Professor Tarantoga, in an article about sepulkas, gave $n$ definitions of sepulation. The professor’s graduate students gradually proved that all these definitions are equivalent. Each graduate student defended a dissertation on the topic: “Sepulation in the sense of the $i$-th definition is sepulation in the sense of the $j$-th definition.” What is the maximum number of graduate students Tarantoga could have had if the dissertations were defended sequentially and the main result of each new dissertation did not follow from those defended earlier?

K. Mishachyov

Solution

Represent the $n$ definitions by vertices $1,\dots,n$. A dissertation of the form “definition $i$ implies definition $j$” is represented by a directed edge $i\to j$.

From previously defended dissertations one may deduce implications only by repeated use of transitivity. Hence a new dissertation $i\to j$ is admissible exactly when, before adding this edge, there is no directed path from $i$ to $j$ in the current graph.

We seek the largest possible number of admissible edges that can be added sequentially.

Let the dissertations be defended in some order, and let the last dissertation be the one after which all definitions become equivalent. Immediately before this last dissertation, the graph is not yet strongly connected.

Consider the strongly connected components of the graph at that moment. Contract each component to a single vertex. The resulting condensation graph is a directed acyclic graph.
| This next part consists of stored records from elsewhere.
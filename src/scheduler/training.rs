//! Training Scheduler
//!
//! 学習サイクルの周期実行と明示的リクエスト。
//! スコープごとに単一実行（実行中スコープへの重複リクエストは破棄）。

use super::{Clock, EntityFailure, Ticker};
use crate::config::SchedulerConfig;
use crate::error::{Error, Result};
use crate::interfaces::EntityRegistry;
use crate::model::EntityId;
use crate::training::{EntityTrainer, EntityTrainingReport};
use chrono::{DateTime, Utc};
use futures::stream::{self, StreamExt};
use serde::Serialize;
use std::collections::HashSet;
use std::fmt;
use std::sync::{Arc, Mutex};
use tokio::sync::watch;
use tokio_util::sync::CancellationToken;
use tracing::{debug, info, warn};

/// 学習スコープ
#[derive(Debug, Clone, PartialEq, Eq, Hash, Serialize)]
#[serde(rename_all = "snake_case")]
pub enum TrainingScope {
    /// 全アクティブエンティティ
    All,
    /// 単一エンティティ
    Entity(EntityId),
}

impl fmt::Display for TrainingScope {
    fn fmt(&self, f: &mut fmt::Formatter<'_>) -> fmt::Result {
        match self {
            TrainingScope::All => f.write_str("all"),
            TrainingScope::Entity(id) => write!(f, "entity:{}", id),
        }
    }
}

/// スケジューラ状態
#[derive(Debug, Clone, Copy, PartialEq, Eq, Serialize)]
#[serde(rename_all = "snake_case")]
pub enum SchedulerState {
    Idle,
    Training,
}

/// 学習リクエストの結果
#[derive(Debug, Clone)]
pub enum RequestOutcome {
    /// 実行完了
    Completed(TrainingCycleReport),
    /// 同一スコープが実行中のため破棄
    AlreadyRunning,
}

impl RequestOutcome {
    pub fn report(&self) -> Option<&TrainingCycleReport> {
        match self {
            RequestOutcome::Completed(report) => Some(report),
            RequestOutcome::AlreadyRunning => None,
        }
    }
}

/// 学習サイクルのレポート
#[derive(Debug, Clone, Serialize)]
pub struct TrainingCycleReport {
    pub scope: TrainingScope,
    pub started_at: DateTime<Utc>,
    pub finished_at: DateTime<Utc>,
    /// エンティティID順
    pub trained: Vec<EntityTrainingReport>,
    pub failures: Vec<EntityFailure>,
    /// 他の実行がロック中、またはキャンセルで未着手のエンティティ
    pub skipped: Vec<EntityId>,
    pub cancelled: bool,
}

enum EntityResult {
    Trained(EntityTrainingReport),
    Failed(EntityFailure),
    Skipped(EntityId),
}

#[derive(Default)]
struct Locks {
    all: bool,
    entities: HashSet<EntityId>,
    active: usize,
}

/// スコープのロック（ドロップで解放）
struct ScopeGuard<'a> {
    scheduler: &'a TrainingScheduler,
    scope: TrainingScope,
}

impl Drop for ScopeGuard<'_> {
    fn drop(&mut self) {
        let mut locks = self.scheduler.lock_state();
        match &self.scope {
            TrainingScope::All => locks.all = false,
            TrainingScope::Entity(id) => {
                locks.entities.remove(id);
            }
        }
        locks.active = locks.active.saturating_sub(1);
        if locks.active == 0 {
            self.scheduler.state.send_replace(SchedulerState::Idle);
        }
    }
}

/// 学習スケジューラ
pub struct TrainingScheduler {
    trainer: Arc<EntityTrainer>,
    registry: Arc<dyn EntityRegistry>,
    config: SchedulerConfig,
    clock: Arc<dyn Clock>,
    locks: Mutex<Locks>,
    state: watch::Sender<SchedulerState>,
    cycles: watch::Sender<u64>,
}

impl TrainingScheduler {
    pub fn new(
        trainer: Arc<EntityTrainer>,
        registry: Arc<dyn EntityRegistry>,
        config: SchedulerConfig,
        clock: Arc<dyn Clock>,
    ) -> Self {
        let (state, _) = watch::channel(SchedulerState::Idle);
        let (cycles, _) = watch::channel(0);
        Self {
            trainer,
            registry,
            config,
            clock,
            locks: Mutex::new(Locks::default()),
            state,
            cycles,
        }
    }

    /// 現在の状態
    pub fn state(&self) -> SchedulerState {
        *self.state.borrow()
    }

    /// 状態変化を購読
    pub fn subscribe_state(&self) -> watch::Receiver<SchedulerState> {
        self.state.subscribe()
    }

    /// 完了したリクエスト数を購読
    pub fn subscribe_cycles(&self) -> watch::Receiver<u64> {
        self.cycles.subscribe()
    }

    fn lock_state(&self) -> std::sync::MutexGuard<'_, Locks> {
        self.locks.lock().unwrap_or_else(|e| e.into_inner())
    }

    fn try_acquire(&self, scope: &TrainingScope) -> Option<ScopeGuard<'_>> {
        let mut locks = self.lock_state();
        let acquired = match scope {
            TrainingScope::All => !std::mem::replace(&mut locks.all, true),
            TrainingScope::Entity(id) => locks.entities.insert(id.clone()),
        };
        if !acquired {
            return None;
        }
        locks.active += 1;
        self.state.send_replace(SchedulerState::Training);
        Some(ScopeGuard {
            scheduler: self,
            scope: scope.clone(),
        })
    }

    /// 学習をリクエスト
    ///
    /// 同一スコープが実行中なら待たずに `AlreadyRunning` を返す。
    /// キャンセル後は未着手のエンティティを開始しない。
    pub async fn request(
        &self,
        scope: TrainingScope,
        cancel: &CancellationToken,
    ) -> Result<RequestOutcome> {
        let Some(_guard) = self.try_acquire(&scope) else {
            debug!(scope = %scope, "Training already running, request dropped");
            return Ok(RequestOutcome::AlreadyRunning);
        };

        let started_at = self.clock.now();
        let results = match &scope {
            TrainingScope::All => self.train_all(cancel).await?,
            TrainingScope::Entity(id) => vec![self.train_one(id.clone()).await],
        };

        let mut report = TrainingCycleReport {
            scope,
            started_at,
            finished_at: self.clock.now(),
            trained: Vec::new(),
            failures: Vec::new(),
            skipped: Vec::new(),
            cancelled: cancel.is_cancelled(),
        };
        for result in results {
            match result {
                EntityResult::Trained(r) => report.trained.push(r),
                EntityResult::Failed(f) => report.failures.push(f),
                EntityResult::Skipped(id) => report.skipped.push(id),
            }
        }
        report.trained.sort_by(|a, b| a.entity_id.cmp(&b.entity_id));
        report.failures.sort_by(|a, b| a.entity_id.cmp(&b.entity_id));
        report.skipped.sort();

        info!(
            scope = %report.scope,
            trained = report.trained.len(),
            failed = report.failures.len(),
            skipped = report.skipped.len(),
            cancelled = report.cancelled,
            "Training cycle completed"
        );
        self.cycles.send_modify(|count| *count += 1);
        Ok(RequestOutcome::Completed(report))
    }

    async fn train_all(&self, cancel: &CancellationToken) -> Result<Vec<EntityResult>> {
        let entities = self.registry.list_active_entities().await?;
        debug!(entities = entities.len(), "Starting training for active entities");

        Ok(stream::iter(entities)
            .map(|entity| async move {
                if cancel.is_cancelled() {
                    return EntityResult::Skipped(entity);
                }
                let scope = TrainingScope::Entity(entity.clone());
                let Some(_guard) = self.try_acquire(&scope) else {
                    debug!(entity = %entity, "Entity locked by another run, skipping");
                    return EntityResult::Skipped(entity);
                };
                self.train_bounded(entity).await
            })
            .buffer_unordered(self.config.max_concurrent_entities.max(1))
            .collect()
            .await)
    }

    async fn train_one(&self, entity: EntityId) -> EntityResult {
        // スコープロックは request で取得済み
        self.train_bounded(entity).await
    }

    /// タイムアウト付きでエンティティを学習
    async fn train_bounded(&self, entity: EntityId) -> EntityResult {
        let timeout = self.config.entity_training_timeout();
        let result = match tokio::time::timeout(timeout, self.trainer.train(&entity)).await {
            Ok(result) => result,
            Err(_) => Err(Error::TrainingTimeout {
                entity: entity.to_string(),
                timeout_secs: timeout.as_secs(),
            }),
        };

        match result {
            Ok(report) => EntityResult::Trained(report),
            Err(e) => {
                warn!(entity = %entity, error = %e, class = ?e.class(), "Entity training failed");
                EntityResult::Failed(EntityFailure::new(entity, &e))
            }
        }
    }

    /// 周期実行ループ（キャンセルまで）
    pub async fn run<T: Ticker>(&self, mut ticker: T, cancel: CancellationToken) {
        info!(
            interval_secs = self.config.training_interval_secs,
            "Training scheduler started"
        );

        loop {
            tokio::select! {
                biased;
                _ = cancel.cancelled() => break,
                ticked = ticker.tick() => {
                    if !ticked {
                        break;
                    }
                    match self.request(TrainingScope::All, &cancel).await {
                        Ok(RequestOutcome::Completed(_)) => {}
                        Ok(RequestOutcome::AlreadyRunning) => {
                            debug!("Scheduled training skipped, previous cycle still running");
                        }
                        Err(e) => warn!(error = %e, "Training cycle failed"),
                    }
                }
            }
        }

        info!("Training scheduler stopped");
    }
}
For a directed acyclic graph $D$, let $R(D)$ denote its reachability relation on distinct vertices. Thus $(u,v)\in R(D)$ if and only if there is a directed path from $u$ to $v$ in $D$. Since $D$ is acyclic, at most one of $(u,v)$ and $(v,u)$ can belong to $R(D)$ for any pair of distinct vertices. If $D$ has $k$ vertices, then

$$|R(D)|\le \binom{k}{2}.$$

Now examine any dissertation defended before the last one. At that time the condensation graph is still acyclic. Suppose the dissertation adds an edge from a component $A$ to a component $B$.

Because the dissertation is not deducible from earlier ones, there is no path from $A$ to $B$ beforehand. After adding the edge, the ordered pair $(A,B)$ becomes reachable. Hence the number $|R(D)|$ increases by at least $1$.

Initially there are $n$ components and no reachability relations, so $|R(D)|=0$. Immediately before the final dissertation, the condensation graph has some number $k\ge 2$ of vertices, and therefore

$$|R(D)|\le \binom{k}{2}\le \binom{n}{2}.$$

Since each dissertation before the last increases $|R(D)|$ by at least $1$, the number of dissertations before the last one is at most

$$\binom{n}{2}.$$

Adding the final dissertation contributes one more. Consequently the total number of dissertations satisfies

$$m\le \binom{n}{2}+1.$$

It remains to show that this bound is attainable.

Take all implications $i\to j$ with $i<j$. There are exactly $\binom{n}{2}$ of them. Defend them in decreasing order of $j-i$.

Thus the first dissertations are

$$1\to n,\quad 1\to(n-1),\quad 2\to n,\quad \dots$$

and the last among these are

$$1\to2,\quad 2\to3,\quad \dots,\quad (n-1)\to n.$$

When the implication $i\to j$ is defended, every previously added implication has length strictly greater than $j-i$. Any directed path from $i$ to $j$ would have to pass through some intermediate vertex and would require an implication of smaller length than $j-i$, which has not yet been added. Hence $i\to j$ is not deducible at the moment it is defended.

After all $\binom{n}{2}$ such dissertations have been defended, the graph contains every edge $i\to j$ with $i<j$. The graph is a complete linear order and is not strongly connected. Finally defend the dissertation

$$n\to1.$$

This implication is not deducible, since there is still no path from $n$ to $1$. After adding it, every vertex can reach every other vertex, so all definitions become equivalent.

Thus we obtain

$$\binom{n}{2}+1$$

admissible dissertations.

Therefore the maximum possible number of graduate students is

$$\boxed{\binom{n}{2}+1}.$$